- _WORK REQUIRED_
In the records below, begin at the line that has "let handle = document.get_page(target.page).await?;" and stop after the line that has "let mut surface"; quote those lines verbatim and nothing more.

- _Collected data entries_
****************
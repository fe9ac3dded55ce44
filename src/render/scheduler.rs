//! Asynchronous page-render lifecycle with cancel-on-supersede.
//!
//! Every request mints a new [`Generation`] and spawns one render task. The
//! previous in-flight task is told to cancel. Tasks report back over a
//! channel; only a completion carrying the latest generation may replace the
//! committed page and surface. Anything older is discarded, whatever order
//! the completions arrive in.

use std::fmt;
use std::sync::Arc;

use tokio::sync::mpsc;

use super::backend::{RenderDocument, RenderPage, RenderStatus, ViewportParams};
use super::cancel::{cancel_pair, CancelHandle, CancelSignal};
use super::{Surface, Viewport};
use crate::error::{Error, Result};
use crate::model::Page;

/// Token identifying one render attempt. Later requests get larger tokens.
#[derive(Debug, Clone, Copy, PartialEq, Eq, PartialOrd, Ord, Hash)]
pub struct Generation(u64);

impl Generation {
    /// Raw counter value.
    pub fn value(self) -> u64 {
        self.0
    }
}

impl fmt::Display for Generation {
    fn fmt(&self, f: &mut fmt::Formatter<'_>) -> fmt::Result {
        write!(f, "#{}", self.0)
    }
}

/// Page and zoom a render was requested for.
#[derive(Debug, Clone, Copy, PartialEq)]
pub struct RenderTarget {
    /// One-based page number
    pub page: u32,
    /// Zoom factor
    pub zoom: f32,
}

/// The render currently on screen.
pub struct CommittedRender {
    /// Generation that produced it
    pub generation: Generation,
    /// Requested page and zoom
    pub target: RenderTarget,
    /// Page geometry
    pub page: Page,
    /// Handle kept for coordinate mapping
    pub handle: Arc<dyn RenderPage>,
    /// Page viewport at unit scale under the page rotation
    pub reference: Viewport,
    /// Viewport the surface was drawn for
    pub viewport: Viewport,
    /// Drawn pixels
    pub surface: Surface,
}

impl fmt::Debug for CommittedRender {
    fn fmt(&self, f: &mut fmt::Formatter<'_>) -> fmt::Result {
        f.debug_struct("CommittedRender")
            .field("generation", &self.generation)
            .field("target", &self.target)
            .field("page", &self.page)
            .field("reference", &self.reference)
            .field("viewport", &self.viewport)
            .field("surface", &self.surface)
            .finish()
    }
}

/// What became of one render attempt.
#[derive(Debug)]
pub enum RenderOutcome {
    /// The latest render finished and is now current
    Committed {
        /// Generation committed
        generation: Generation,
        /// One-based page number now shown
        page: u32,
    },
    /// The render stopped because it was cancelled
    Cancelled {
        /// Generation cancelled
        generation: Generation,
    },
    /// The render finished after a newer request; its result was discarded
    Superseded {
        /// Generation discarded
        generation: Generation,
    },
    /// The latest render hit a genuine fault; the previous surface stays
    Failed {
        /// Generation that failed
        generation: Generation,
        /// The fault
        error: Error,
    },
}

impl RenderOutcome {
    /// Generation the outcome refers to.
    pub fn generation(&self) -> Generation {
        match self {
            RenderOutcome::Committed { generation, .. }
            | RenderOutcome::Cancelled { generation }
            | RenderOutcome::Superseded { generation }
            | RenderOutcome::Failed { generation, .. } => *generation,
        }
    }

    /// Check if this outcome replaced the visible surface.
    pub fn is_committed(&self) -> bool {
        matches!(self, RenderOutcome::Committed { .. })
    }

    /// Check if this outcome should be surfaced to the user.
    pub fn is_failure(&self) -> bool {
        matches!(self, RenderOutcome::Failed { .. })
    }
}

/// Scheduler state.
#[derive(Debug, Clone, Copy, PartialEq)]
pub enum SchedulerState {
    /// Nothing in flight
    Idle,
    /// The latest request is being rendered
    Rendering {
        /// Generation in flight
        generation: Generation,
        /// Target in flight
        target: RenderTarget,
    },
}

struct InFlight {
    generation: Generation,
    target: RenderTarget,
    cancel: CancelHandle,
}

enum Finished {
    Drawn(Box<CommittedRender>),
    Cancelled,
}

struct Completion {
    generation: Generation,
    result: Result<Finished>,
}

/// Owns the single render pipeline of one open document.
pub struct PageRenderScheduler {
    document: Arc<dyn RenderDocument>,
    next_generation: u64,
    latest: Option<Generation>,
    cancelled: Option<Generation>,
    in_flight: Option<InFlight>,
    pending: usize,
    tx: mpsc::UnboundedSender<Completion>,
    rx: mpsc::UnboundedReceiver<Completion>,
    committed: Option<CommittedRender>,
    last_failure: Option<String>,
}

impl PageRenderScheduler {
    /// Create a scheduler for a loaded document.
    pub fn new(document: Arc<dyn RenderDocument>) -> Self {
        let (tx, rx) = mpsc::unbounded_channel();
        Self {
            document,
            next_generation: 0,
            latest: None,
            cancelled: None,
            in_flight: None,
            pending: 0,
            tx,
            rx,
            committed: None,
            last_failure: None,
        }
    }

    /// Number of pages in the document.
    pub fn page_count(&self) -> u32 {
        self.document.page_count()
    }

    /// Start rendering `page` (one-based) at `zoom`, superseding whatever is
    /// in flight. Must be called from within a Tokio runtime.
    pub fn request(&mut self, page: u32, zoom: f32) -> Result<Generation> {
        let page_count = self.page_count();
        if page == 0 || page > page_count {
            return Err(Error::PageOutOfRange(page, page_count));
        }
        if !(zoom.is_finite() && zoom > 0.0) {
            return Err(Error::InvalidZoom(zoom));
        }

        if let Some(previous) = self.in_flight.take() {
            log::debug!("Scheduler: cancelling render {}", previous.generation);
            previous.cancel.cancel();
        }

        self.next_generation += 1;
        let generation = Generation(self.next_generation);
        self.latest = Some(generation);

        let target = RenderTarget { page, zoom };
        let (cancel, signal) = cancel_pair();
        tokio::spawn(run_render(
            Arc::clone(&self.document),
            target,
            generation,
            signal,
            self.tx.clone(),
        ));
        self.pending += 1;
        self.in_flight = Some(InFlight {
            generation,
            target,
            cancel,
        });

        log::debug!(
            "Scheduler: render {} requested for page {} at zoom {}",
            generation,
            page,
            zoom
        );
        Ok(generation)
    }

    /// Wait for the next render task to report. Returns `None` when no task
    /// is outstanding.
    pub async fn next_outcome(&mut self) -> Option<RenderOutcome> {
        if self.pending == 0 {
            return None;
        }
        let completion = self.rx.recv().await?;
        Some(self.process(completion))
    }

    /// Take a report if one is ready, without waiting.
    pub fn try_outcome(&mut self) -> Option<RenderOutcome> {
        let completion = self.rx.try_recv().ok()?;
        Some(self.process(completion))
    }

    /// Wait until every outstanding task has reported.
    pub async fn settle(&mut self) -> Vec<RenderOutcome> {
        let mut outcomes = Vec::new();
        while let Some(outcome) = self.next_outcome().await {
            outcomes.push(outcome);
        }
        outcomes
    }

    /// Cancel the in-flight render, if any. Its report still arrives, as
    /// [`RenderOutcome::Cancelled`], even if it had already finished drawing.
    pub fn cancel(&mut self) {
        if let Some(in_flight) = self.in_flight.take() {
            log::debug!("Scheduler: cancelling render {}", in_flight.generation);
            self.cancelled = Some(in_flight.generation);
            in_flight.cancel.cancel();
        }
    }

    /// Current state.
    pub fn state(&self) -> SchedulerState {
        match &self.in_flight {
            Some(in_flight) => SchedulerState::Rendering {
                generation: in_flight.generation,
                target: in_flight.target,
            },
            None => SchedulerState::Idle,
        }
    }

    /// The render currently on screen.
    pub fn committed(&self) -> Option<&CommittedRender> {
        self.committed.as_ref()
    }

    /// Latest generation requested.
    pub fn latest(&self) -> Option<Generation> {
        self.latest
    }

    /// Message of the most recent fault, cleared by the next commit.
    pub fn last_failure(&self) -> Option<&str> {
        self.last_failure.as_deref()
    }

    /// Number of tasks that have not reported yet.
    pub fn pending(&self) -> usize {
        self.pending
    }

    fn process(&mut self, completion: Completion) -> RenderOutcome {
        self.pending = self.pending.saturating_sub(1);
        let Completion { generation, result } = completion;

        let was_cancelled = self.cancelled == Some(generation);
        let is_latest = self.latest == Some(generation) && !was_cancelled;
        if self
            .in_flight
            .as_ref()
            .is_some_and(|f| f.generation == generation)
        {
            self.in_flight = None;
        }

        match result {
            Ok(Finished::Drawn(render)) if is_latest => {
                let page = render.target.page;
                log::debug!("Scheduler: committing render {} (page {})", generation, page);
                self.committed = Some(*render);
                self.last_failure = None;
                RenderOutcome::Committed { generation, page }
            }
            Ok(Finished::Drawn(_)) if was_cancelled => {
                log::debug!("Scheduler: render {} cancelled after drawing", generation);
                RenderOutcome::Cancelled { generation }
            }
            Ok(Finished::Drawn(_)) => {
                log::debug!("Scheduler: discarding superseded render {}", generation);
                RenderOutcome::Superseded { generation }
            }
            Ok(Finished::Cancelled) => {
                log::debug!("Scheduler: render {} cancelled", generation);
                RenderOutcome::Cancelled { generation }
            }
            Err(_) if was_cancelled => {
                log::debug!("Scheduler: render {} cancelled", generation);
                RenderOutcome::Cancelled { generation }
            }
            Err(error) if is_latest => {
                log::error!("Error rendering page: {}", error);
                self.last_failure = Some(error.to_string());
                RenderOutcome::Failed { generation, error }
            }
            Err(error) => {
                log::debug!(
                    "Scheduler: ignoring failure of superseded render {}: {}",
                    generation,
                    error
                );
                RenderOutcome::Superseded { generation }
            }
        }
    }
}

impl Drop for PageRenderScheduler {
    fn drop(&mut self) {
        self.cancel();
    }
}

/// Sends the task's completion when dropped, so a panicking or aborted task
/// still reports and the pending count stays accurate.
struct Reporter {
    tx: mpsc::UnboundedSender<Completion>,
    generation: Generation,
    result: Option<Result<Finished>>,
}

impl Drop for Reporter {
    fn drop(&mut self) {
        let result = self
            .result
            .take()
            .unwrap_or_else(|| Err(Error::Render("render task ended without a result".into())));
        // The scheduler may already be gone.
        let _ = self.tx.send(Completion {
            generation: self.generation,
            result,
        });
    }
}

async fn run_render(
    document: Arc<dyn RenderDocument>,
    target: RenderTarget,
    generation: Generation,
    signal: CancelSignal,
    tx: mpsc::UnboundedSender<Completion>,
) {
    let mut reporter = Reporter {
        tx,
        generation,
        result: None,
    };
    let mut watcher = signal.clone();

    let result = tokio::select! {
        biased;
        _ = watcher.cancelled() => Ok(Finished::Cancelled),
        drawn = draw(document, target, generation, &signal) => drawn,
    };
    reporter.result = Some(result);
}

async fn draw(
    document: Arc<dyn RenderDocument>,
    target: RenderTarget,
    generation: Generation,
    signal: &CancelSignal,
) -> Result<Finished> {
    let handle = document.get_page(target.page).await?;
    let page = handle.info();
    let reference = handle.viewport(ViewportParams::unit(page.rotation));
    let viewport = handle.viewport(ViewportParams::new(target.zoom, page.rotation));
    let mut surface = Surface::for_viewport(&viewport)?;

    match handle.render(&mut surface, &viewport, signal).await? {
        RenderStatus::Cancelled => Ok(Finished::Cancelled),
        RenderStatus::Completed => Ok(Finished::Drawn(Box::new(CommittedRender {
            generation,
            target,
            page,
            handle,
            reference,
            viewport,
            surface,
        }))),
    }
}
****************
- _SOLUTION FOR THIS EXERCISE_
    let handle = document.get_page(target.page).await?;
    let page = handle.info();
    let reference = handle.viewport(ViewportParams::unit(page.rotation));
    let viewport = handle.viewport(ViewportParams::new(target.zoom, page.rotation));
    let mut surface = Surface::for_viewport(&viewport)?;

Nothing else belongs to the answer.